The new price is not only $2 million more than the jewel fetched at Christie’s jewellery auction only three years ago, but it also puts the Cowdray pearls into the top three most expensive pearl necklaces in the world, behind the Baroda and the legendary La Peregrina.
Tahitian pearls are among the most sought after gems in the world and the Cowdray necklace is set with no fewer than 42 exquisite saltwater pearls, which are well matched in lustre, shape and size. While Tahitian pearls are also known as black pearls, their colour spectrum ranges from grey and blue to green and purple. The Cowdray pearls have subtle colour variations of grey and brown with overtones in pink, purple and green.
An abstract from the 1937 Sotheby’s London auction catalogue, when the pearls first went under the hammer, emphasises their rarity and splendour: “There is probably no finer collection of such pearls in existence”. Formerly owned by Viscountess Cowdray who died in 1932, the pearl necklace was strung and mounted by Cartier.
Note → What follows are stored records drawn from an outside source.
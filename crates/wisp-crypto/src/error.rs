//! Cryptographic error types.

use thiserror::Error;

/// Cryptographic errors
#[derive(Debug, Error, Clone, PartialEq, Eq)]
pub enum CryptoError {
    /// AEAD encryption failed
    #[error("encryption failed")]
    EncryptionFailed,

    /// AEAD decryption failed (authentication failure)
    #[error("decryption failed: authentication failure")]
    DecryptionFailed,

    /// Invalid key length
    #[error("invalid key length: expected {expected}, got {actual}")]
    InvalidKeyLength {
        /// Expected length
        expected: usize,
        /// Actual length
        actual: usize,
    },

    /// Random number generation failed
    #[error("random number generation failed")]
    RandomFailed,
}

impl CryptoError {
    /// Returns true if the error came from malformed key material
    #[must_use]
    pub fn is_key_format(&self) -> bool {
        matches!(self, CryptoError::InvalidKeyLength { .. })
    }

    /// Returns true if the error is an AEAD authentication failure
    #[must_use]
    pub fn is_authentication(&self) -> bool {
        matches!(self, CryptoError::DecryptionFailed)
    }
}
After the 1937 auction, it was shortened to 38 pearls, with two of the removed pearls made into a pair of earrings. However, since its sale in 2012, the necklace has been restrung to its original design of 42 pearls, using the pearls from the earrings and two further pearls from another antique jewel.
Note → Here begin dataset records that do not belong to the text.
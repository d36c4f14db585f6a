//! Two-node fixture over the in-memory network
//!
//! # Example
//!
//! ```no_run
//! use wisp_integration_tests::fixtures::TwoNodeFixture;
//!
//! # async fn demo() -> wisp_core::Result<()> {
//! let mut fixture = TwoNodeFixture::connected(wisp_files::DEFAULT_CHUNK_SIZE).await?;
//! fixture.send(b"hello".to_vec()).await?;
//! let file = fixture.receive_file().await?;
//! assert_eq!(file.data, b"hello");
//! # Ok(())
//! # }
//! ```

use std::sync::{Arc, Mutex};
use std::time::Duration;
use tokio::sync::mpsc;
use wisp_core::{
    NodeConfig, NodeError, OutgoingFile, ReceiveEvent, ReceivedFile, SessionEvent, SessionManager,
};
use wisp_transport::MemoryNetwork;

/// Upper bound on waiting for any single event
pub const EVENT_TIMEOUT: Duration = Duration::from_secs(10);

/// Default settings without the inter-chunk pause
pub fn fast_config(chunk_size: usize) -> NodeConfig {
    let mut config = NodeConfig::default();
    config.transfer.chunk_size = chunk_size;
    config.transfer.chunk_delay = Duration::ZERO;
    config
}

/// A sender and a receiver on one in-memory network
pub struct TwoNodeFixture {
    pub network: MemoryNetwork,
    pub sender: SessionManager,
    pub receiver: SessionManager,
    pub sender_events: mpsc::UnboundedReceiver<SessionEvent>,
    pub receiver_events: mpsc::UnboundedReceiver<SessionEvent>,
}

impl TwoNodeFixture {
    /// Peer id of the sending node
    pub const SENDER: &'static str = "sender";
    /// Peer id of the receiving node
    pub const RECEIVER: &'static str = "receiver";

    /// Start both nodes without connecting them
    pub async fn started(chunk_size: usize) -> Result<Self, NodeError> {
        let network = MemoryNetwork::new();
        let (sender, sender_events) = SessionManager::with_config(
            Arc::new(network.transport_with_id(Self::SENDER)),
            fast_config(chunk_size),
        )?;
        let (receiver, receiver_events) = SessionManager::with_config(
            Arc::new(network.transport_with_id(Self::RECEIVER)),
            fast_config(chunk_size),
        )?;

        sender.start().await?;
        receiver.start().await?;

        Ok(Self {
            network,
            sender,
            receiver,
            sender_events,
            receiver_events,
        })
    }

    /// Start both nodes and connect sender to receiver
    ///
    /// Connection events are consumed before returning.
    pub async fn connected(chunk_size: usize) -> Result<Self, NodeError> {
        let mut fixture = Self::started(chunk_size).await?;
        fixture.sender.connect(Self::RECEIVER).await?;

        match next_event(&mut fixture.sender_events).await {
            SessionEvent::Connected { .. } => {}
            other => panic!("expected Connected, got {other:?}"),
        }
        match next_event(&mut fixture.receiver_events).await {
            SessionEvent::IncomingConnection { .. } => {}
            other => panic!("expected IncomingConnection, got {other:?}"),
        }

        Ok(fixture)
    }

    /// Send `data` and return every progress percentage reported
    pub async fn send(&self, data: Vec<u8>) -> Result<Vec<u8>, NodeError> {
        let percents = Arc::new(Mutex::new(Vec::new()));
        let recorder = Arc::clone(&percents);

        self.sender
            .send_file(
                Self::RECEIVER,
                OutgoingFile::new("payload.bin", "application/octet-stream", data),
                move |progress| recorder.lock().unwrap().push(progress.percent()),
            )
            .await?;

        let reported = percents.lock().unwrap().clone();
        Ok(reported)
    }

    /// Wait for the next completed file on the receiver
    ///
    /// Transfer bookkeeping events are skipped; an error event is returned
    /// as `Err`.
    pub async fn receive_file(&mut self) -> Result<ReceivedFile, NodeError> {
        loop {
            match next_event(&mut self.receiver_events).await {
                SessionEvent::Received {
                    event: ReceiveEvent::FileReceived(file),
                    ..
                } => return Ok(file),
                SessionEvent::Error { error, .. } => return Err(error),
                SessionEvent::Disconnected { peer, .. } => {
                    return Err(NodeError::ConnectionLost(peer));
                }
                _ => {}
            }
        }
    }
}

/// Next event from `rx`, panicking after [`EVENT_TIMEOUT`]
pub async fn next_event(rx: &mut mpsc::UnboundedReceiver<SessionEvent>) -> SessionEvent {
    tokio::time::timeout(EVENT_TIMEOUT, rx.recv())
        .await
        .expect("timed out waiting for session event")
        .expect("session event stream closed")
}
A 27.68ct Kashmir sapphire and diamond ring, known as The Jewel of Kashmir, also set a world record for the price per carat paid at auction after selling for US$5.26 million at this week’s Sotheby’s Hong Kong Magnificent Jewels and Jadeite Autumn Sale. Other highlights included the Dowager Viscountess Harcourt diamond necklace, which was returned to Tiffany for $1.5 million. The necklace is set with 28 mine-cut diamonds, which were originally acquired by Tiffany at the French Crown Jewels auction in 1887. They were set into a necklace in 1990 by Viscountess Harcourt, who was the granddaughter of the famous banker Junius S Morgan.
Also featuring in the top 10, a blue diamond ring sold for $1.88 million, while a 45.88ct yellow diamond pendant more than doubled its pre-sale estimate to fetch $1.3 million.
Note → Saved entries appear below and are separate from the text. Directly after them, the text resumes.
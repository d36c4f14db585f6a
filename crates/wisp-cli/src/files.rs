//! Local file helpers: MIME guessing and safe output paths.

use std::fs::{self, OpenOptions};
use std::io::{self, Write};
use std::path::{Path, PathBuf};

/// Guess a MIME type from the file extension
#[must_use]
pub fn mime_for(path: &Path) -> &'static str {
    let ext = path
        .extension()
        .and_then(|e| e.to_str())
        .map(str::to_ascii_lowercase);

    match ext.as_deref() {
        Some("txt" | "md" | "log") => "text/plain",
        Some("html" | "htm") => "text/html",
        Some("csv") => "text/csv",
        Some("json") => "application/json",
        Some("pdf") => "application/pdf",
        Some("zip") => "application/zip",
        Some("gz") => "application/gzip",
        Some("png") => "image/png",
        Some("jpg" | "jpeg") => "image/jpeg",
        Some("gif") => "image/gif",
        Some("svg") => "image/svg+xml",
        Some("mp3") => "audio/mpeg",
        Some("mp4") => "video/mp4",
        _ => "application/octet-stream",
    }
}

/// Reduce a peer-supplied name to a bare file name
///
/// Directory components are dropped so a sender cannot write outside the
/// output directory.
#[must_use]
pub fn sanitize_file_name(name: &str) -> String {
    let base = name.rsplit(['/', '\\']).next().unwrap_or_default();
    let cleaned: String = base.chars().filter(|c| !c.is_control()).collect();
    let trimmed = cleaned.trim();

    if trimmed.is_empty() || trimmed == "." || trimmed == ".." {
        "received.bin".to_string()
    } else {
        trimmed.to_string()
    }
}

/// Output paths to try for `name`, in order
///
/// `report.pdf`, then `report (1).pdf`, `report (2).pdf`, ...
pub fn output_candidates<'a>(dir: &'a Path, name: &'a str) -> impl Iterator<Item = PathBuf> + 'a {
    let path = Path::new(name);
    let stem = path.file_stem().and_then(|s| s.to_str()).unwrap_or(name);
    let ext = path.extension().and_then(|e| e.to_str());

    std::iter::once(dir.join(name)).chain((1u32..).map(move |n| match ext {
        Some(ext) => dir.join(format!("{stem} ({n}).{ext}")),
        None => dir.join(format!("{stem} ({n})")),
    }))
}

/// Write a received file into `dir`, never overwriting
///
/// Each candidate is created with `create_new`, so a file that appears
/// concurrently under the same name is skipped rather than replaced.
///
/// # Errors
///
/// Returns an error if the directory cannot be created or the file written.
pub fn save_received(dir: &Path, name: &str, data: &[u8]) -> io::Result<PathBuf> {
    fs::create_dir_all(dir)?;
    let name = sanitize_file_name(name);

    for path in output_candidates(dir, &name) {
        match OpenOptions::new().write(true).create_new(true).open(&path) {
            Ok(mut file) => {
                file.write_all(data)?;
                return Ok(path);
            }
            Err(e) if e.kind() == io::ErrorKind::AlreadyExists => continue,
            Err(e) => return Err(e),
        }
    }

    Err(io::Error::new(
        io::ErrorKind::AlreadyExists,
        format!("no free output name for {name}"),
    ))
}

#[cfg(test)]
mod tests {
    use super::*;

    #[test]
    fn test_mime_for() {
        assert_eq!(mime_for(Path::new("a.TXT")), "text/plain");
        assert_eq!(mime_for(Path::new("photo.jpeg")), "image/jpeg");
        assert_eq!(mime_for(Path::new("archive")), "application/octet-stream");
    }

    #[test]
    fn test_sanitize_strips_directories() {
        assert_eq!(sanitize_file_name("../../etc/passwd"), "passwd");
        assert_eq!(sanitize_file_name("C:\\Users\\me\\a.txt"), "a.txt");
        assert_eq!(sanitize_file_name(".."), "received.bin");
        assert_eq!(sanitize_file_name(""), "received.bin");
        assert_eq!(sanitize_file_name("dir/"), "received.bin");
        assert_eq!(sanitize_file_name("bad\u{0}name"), "badname");
    }

    #[test]
    fn test_output_candidates() {
        let dir = Path::new("out");
        let names: Vec<PathBuf> = output_candidates(dir, "a.txt").take(3).collect();
        assert_eq!(
            names,
            vec![dir.join("a.txt"), dir.join("a (1).txt"), dir.join("a (2).txt")]
        );

        let names: Vec<PathBuf> = output_candidates(dir, "noext").take(2).collect();
        assert_eq!(names, vec![dir.join("noext"), dir.join("noext (1)")]);
    }

    #[test]
    fn test_save_received_never_overwrites() {
        let dir = tempfile::tempdir().unwrap();
        let first = save_received(dir.path(), "../report.pdf", b"one").unwrap();
        let second = save_received(dir.path(), "report.pdf", b"two").unwrap();

        assert_eq!(first, dir.path().join("report.pdf"));
        assert_eq!(second, dir.path().join("report (1).pdf"));
        assert_eq!(fs::read(first).unwrap(), b"one");
        assert_eq!(fs::read(second).unwrap(), b"two");
    }

    #[test]
    fn test_save_received_skips_existing_files() {
        let dir = tempfile::tempdir().unwrap();
        fs::write(dir.path().join("notes.txt"), b"mine").unwrap();
        fs::write(dir.path().join("notes (1).txt"), b"also mine").unwrap();

        let saved = save_received(dir.path(), "notes.txt", b"theirs").unwrap();
        assert_eq!(saved, dir.path().join("notes (2).txt"));
        assert_eq!(fs::read(dir.path().join("notes.txt")).unwrap(), b"mine");
        assert_eq!(fs::read(dir.path().join("notes (1).txt")).unwrap(), b"also mine");
        assert_eq!(fs::read(saved).unwrap(), b"theirs");
    }

    #[test]
    fn test_concurrent_saves_get_distinct_files() {
        let dir = tempfile::tempdir().unwrap();

        let mut saved: Vec<PathBuf> = std::thread::scope(|scope| {
            let handles: Vec<_> = (0..8u8)
                .map(|i| {
                    let dir = dir.path();
                    scope.spawn(move || (save_received(dir, "same.bin", &[i]).unwrap(), i))
                })
                .collect();
            handles
                .into_iter()
                .map(|h| {
                    let (path, i) = h.join().unwrap();
                    assert_eq!(fs::read(&path).unwrap(), vec![i]);
                    path
                })
                .collect()
        });

        saved.sort();
        saved.dedup();
        assert_eq!(saved.len(), 8);
    }
}
//! # WISP Transport
//!
//! Message channel layer for the WISP protocol.
//!
//! This crate provides:
//! - The [`Transport`] trait: open a named local endpoint, dial a remote one
//! - Reliable, ordered, message-framed [`Connection`]s between two peers
//! - [`MemoryNetwork`], an in-process network used by tests and embedding
//! - [`TcpTransport`], length-prefixed frames over TCP

#![warn(missing_docs)]
#![warn(clippy::all)]

pub mod memory;
pub mod tcp;
pub mod transport;

pub use memory::{MemoryNetwork, MemoryTransport};
pub use tcp::TcpTransport;
pub use transport::{Connection, FrameSink, Listener, Transport, TransportError, TransportResult};

/// Peer identifier as understood by the transport in use
pub type PeerId = String;

/// Largest frame accepted on a connection (64 MiB)
pub const MAX_FRAME_SIZE: usize = 64 * 1024 * 1024;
Quek Chin Yeow, deputy chairman of Sotheby’s Asia and chairman of International Jewellery, Asia, said he was “delighted” with the results of the sale, adding: “Throughout the sale, there was broad-based participation by Asian privates along with international trade. The top 10 lots show a great variety ranging from coloured stones, diamonds and pearls, to jewels of aristocratic provenance, with coloured diamonds selling well over their estimates.”